//! `application/x-www-form-urlencoded` decoding.

use std::collections::HashMap;

/// Content type of HTML form submissions.
pub const FORM_URLENCODED: &str = "application/x-www-form-urlencoded";

/// Decodes `+` as space and `%XX` as a byte. A `%` not followed by two hex
/// digits is kept literally; invalid UTF-8 is replaced lossily.
pub fn url_decode(input: &[u8]) -> String {
    let mut out = Vec::with_capacity(input.len());
    let mut i = 0;

    while i < input.len() {
        match input[i] {
            b'+' => {
                out.push(b' ');
                i += 1;
            }
            b'%' if i + 2 < input.len() => {
                match (hex_value(input[i + 1]), hex_value(input[i + 2])) {
                    (Some(hi), Some(lo)) => {
                        out.push(hi << 4 | lo);
                        i += 3;
                    }
                    _ => {
                        out.push(b'%');
                        i += 1;
                    }
                }
            }
            b => {
                out.push(b);
                i += 1;
            }
        }
    }

    String::from_utf8_lossy(&out).into_owned()
}

/// Splits a form body into decoded `key => value` pairs. A repeated key
/// keeps the last value; a pair without `=` maps to an empty value.
pub fn parse_form_data(body: &[u8]) -> HashMap<String, String> {
    body.split(|&b| b == b'&')
        .filter(|pair| !pair.is_empty())
        .map(|pair| match pair.iter().position(|&b| b == b'=') {
            Some(eq) => (url_decode(&pair[..eq]), url_decode(&pair[eq + 1..])),
            None => (url_decode(pair), String::new()),
        })
        .collect()
}

/// True when a `Content-Type` header value names a urlencoded form.
pub fn is_form_urlencoded(content_type: &str) -> bool {
    content_type
        .split(';')
        .next()
        .is_some_and(|mime| mime.trim().eq_ignore_ascii_case(FORM_URLENCODED))
}

fn hex_value(b: u8) -> Option<u8> {
    match b {
        b'0'..=b'9' => Some(b - b'0'),
        b'a'..=b'f' => Some(b - b'a' + 10),
        b'A'..=b'F' => Some(b - b'A' + 10),
        _ => None,
    }
}

#[cfg(test)]
mod tests {
    use super::*;

    #[test]
    fn test_url_decode() {
        assert_eq!(url_decode(b"hello+world"), "hello world");
        assert_eq!(url_decode(b"a%20b%2Fc"), "a b/c");
        assert_eq!(url_decode(b"%E4%BD%A0"), "你");
    }

    #[test]
    fn test_url_decode_bad_escape_kept() {
        assert_eq!(url_decode(b"100%"), "100%");
        assert_eq!(url_decode(b"%zz"), "%zz");
        assert_eq!(url_decode(b"%4"), "%4");
    }

    #[test]
    fn test_parse_form_data() {
        let form = parse_form_data(b"username=ariz+k&password=p%40ss&flag");
        assert_eq!(form.get("username").map(String::as_str), Some("ariz k"));
        assert_eq!(form.get("password").map(String::as_str), Some("p@ss"));
        assert_eq!(form.get("flag").map(String::as_str), Some(""));
    }

    #[test]
    fn test_parse_form_last_value_wins() {
        let form = parse_form_data(b"a=1&&a=2");
        assert_eq!(form.len(), 1);
        assert_eq!(form["a"], "2");
    }

    #[test]
    fn test_is_form_urlencoded() {
        assert!(is_form_urlencoded("application/x-www-form-urlencoded"));
        assert!(is_form_urlencoded("Application/X-WWW-Form-Urlencoded; charset=UTF-8"));
        assert!(!is_form_urlencoded("multipart/form-data"));
    }
}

** EXERCISE **
Show every line of the material that includes the string "password".

** TASK RESPONSE **
        let form = parse_form_data(b"username=ariz+k&password=p%40ss&flag");
        assert_eq!(form.get("password").map(String::as_str), Some("p@ss"));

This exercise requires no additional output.